Anyhow, I prefer KeyNote. Check out the animations!!
Viva angst
Amazing how many post its you can fit in around one thesis.

People get so nervous about their PhD vivas that this is the kind of manic preparation we feel driven to. Post it notes really come into their own in this situation; markers, colour coded and even with extra little notes written on them. It looks like an elaborate fringed ornament. Text upon text, multi-layered as well as multi-coloured. I am not sure if it also makes it multimodal – probably.

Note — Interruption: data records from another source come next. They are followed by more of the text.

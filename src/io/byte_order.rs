//! Byte order handling for TIFF files
//!
//! TIFF files declare their byte order in the first two bytes. Every
//! multi-byte value after that, whether it sits in a directory entry or
//! inside a decompressed pixel block, is decoded through a
//! [`ByteOrderHandler`] chosen once at open time.

use byteorder::{BigEndian, LittleEndian, ReadBytesExt};
use std::io::Result;
use std::marker::PhantomData;

use crate::io::seekable::SeekableReader;
use crate::tiff::errors::{TiffError, TiffResult};

/// Represents the byte order of a TIFF file
#[derive(Debug, Clone, Copy, PartialEq, Eq)]
pub enum ByteOrder {
    /// Little-endian byte order (II)
    LittleEndian,
    /// Big-endian byte order (MM)
    BigEndian,
}

impl ByteOrder {
    /// Detects the byte order from the TIFF header
    pub fn detect(reader: &mut dyn SeekableReader) -> TiffResult<Self> {
        let marker = reader.read_u16::<LittleEndian>()?;
        match marker {
            0x4949 => Ok(ByteOrder::LittleEndian), // "II"
            0x4D4D => Ok(ByteOrder::BigEndian),    // "MM"
            _ => Err(TiffError::InvalidByteOrder(marker)),
        }
    }

    /// Returns a string representation of this byte order
    pub fn name(&self) -> &'static str {
        match self {
            ByteOrder::LittleEndian => "Little Endian (II)",
            ByteOrder::BigEndian => "Big Endian (MM)",
        }
    }

    /// Creates the appropriate handler for this byte order
    pub fn create_handler(&self) -> Box<dyn ByteOrderHandler> {
        match self {
            ByteOrder::LittleEndian => Box::new(LittleEndianHandler::new()),
            ByteOrder::BigEndian => Box::new(BigEndianHandler::new()),
        }
    }
}

/// Decodes multi-byte values in a fixed byte order
///
/// The `read_*` methods pull values from a seekable stream (directory
/// parsing); the `*_at` methods decode from the start of an in-memory slice
/// (tag payloads and pixel blocks). `put_*` writes back in the same order,
/// which the horizontal predictor needs when undoing differences in place.
pub trait ByteOrderHandler: Send + Sync {
    fn read_u16(&self, reader: &mut dyn SeekableReader) -> Result<u16>;
    fn read_u32(&self, reader: &mut dyn SeekableReader) -> Result<u32>;
    fn read_u64(&self, reader: &mut dyn SeekableReader) -> Result<u64>;

    fn u16_at(&self, bytes: &[u8]) -> u16;
    fn u32_at(&self, bytes: &[u8]) -> u32;
    fn u64_at(&self, bytes: &[u8]) -> u64;
    fn i16_at(&self, bytes: &[u8]) -> i16;
    fn i32_at(&self, bytes: &[u8]) -> i32;
    fn i64_at(&self, bytes: &[u8]) -> i64;
    fn f32_at(&self, bytes: &[u8]) -> f32;
    fn f64_at(&self, bytes: &[u8]) -> f64;

    fn put_u16(&self, bytes: &mut [u8], value: u16);
    fn put_u32(&self, bytes: &mut [u8], value: u32);
    fn put_u64(&self, bytes: &mut [u8], value: u64);
}

/// Handler generic over a `byteorder` marker type
#[derive(Debug, Clone, Copy)]
pub struct EndianHandler<B> {
    order: PhantomData<B>,
}

impl<B> EndianHandler<B> {
    pub const fn new() -> Self {
        EndianHandler { order: PhantomData }
    }
}

/// Little-endian byte order handler
pub type LittleEndianHandler = EndianHandler<LittleEndian>;

/// Big-endian byte order handler
pub type BigEndianHandler = EndianHandler<BigEndian>;

impl<B> ByteOrderHandler for EndianHandler<B>
where
    B: byteorder::ByteOrder + Send + Sync,
{
    fn read_u16(&self, reader: &mut dyn SeekableReader) -> Result<u16> {
        reader.read_u16::<B>()
    }

    fn read_u32(&self, reader: &mut dyn SeekableReader) -> Result<u32> {
        reader.read_u32::<B>()
    }

    fn read_u64(&self, reader: &mut dyn SeekableReader) -> Result<u64> {
        reader.read_u64::<B>()
    }

    fn u16_at(&self, bytes: &[u8]) -> u16 {
        B::read_u16(bytes)
    }

    fn u32_at(&self, bytes: &[u8]) -> u32 {
        B::read_u32(bytes)
    }

    fn u64_at(&self, bytes: &[u8]) -> u64 {
        B::read_u64(bytes)
    }

    fn i16_at(&self, bytes: &[u8]) -> i16 {
        B::read_i16(bytes)
    }

    fn i32_at(&self, bytes: &[u8]) -> i32 {
        B::read_i32(bytes)
    }

    fn i64_at(&self, bytes: &[u8]) -> i64 {
        B::read_i64(bytes)
    }

    fn f32_at(&self, bytes: &[u8]) -> f32 {
        B::read_f32(bytes)
    }

    fn f64_at(&self, bytes: &[u8]) -> f64 {
        B::read_f64(bytes)
    }

    fn put_u16(&self, bytes: &mut [u8], value: u16) {
        B::write_u16(bytes, value)
    }

    fn put_u32(&self, bytes: &mut [u8], value: u32) {
        B::write_u32(bytes, value)
    }

    fn put_u64(&self, bytes: &mut [u8], value: u64) {
        B::write_u64(bytes, value)
    }
}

But anyhow congratulations to Jools Page for getting her thesis through on minor amendments. Marvellous. Her thesis is a brave one: Mothers, Work and Childcare: Choices, Beliefs ad Dilemmas. Jools follows (and tells) the stories of mothers who leave their children in the care of others while they work; one of her themes is about love – and she explores the idea of ‘professional love’ of carers for children. In this day and age where adults often feel they have to repress their emotions for children, even when choosing to work with them, I think this is a brave argument – that professional love is part and parce of what carers need to offer and that this is something mothers need to know their kids will get from nurseries (etc.) Considering these kinds of professions attract those who feel want to protect and nurture children it is bizarre that nowhere in the professional guidelines or training is love spoken of. There is a kind of embarrassment around it – and I Think it s great that Jools addresses this aspect head on in her work. Maybe, just maybe, it will have an effect and one day people will be allowed to bring this aspect of childcare to the fore in their work.
Lovely piece of work in my opinion and I am so glad it got through.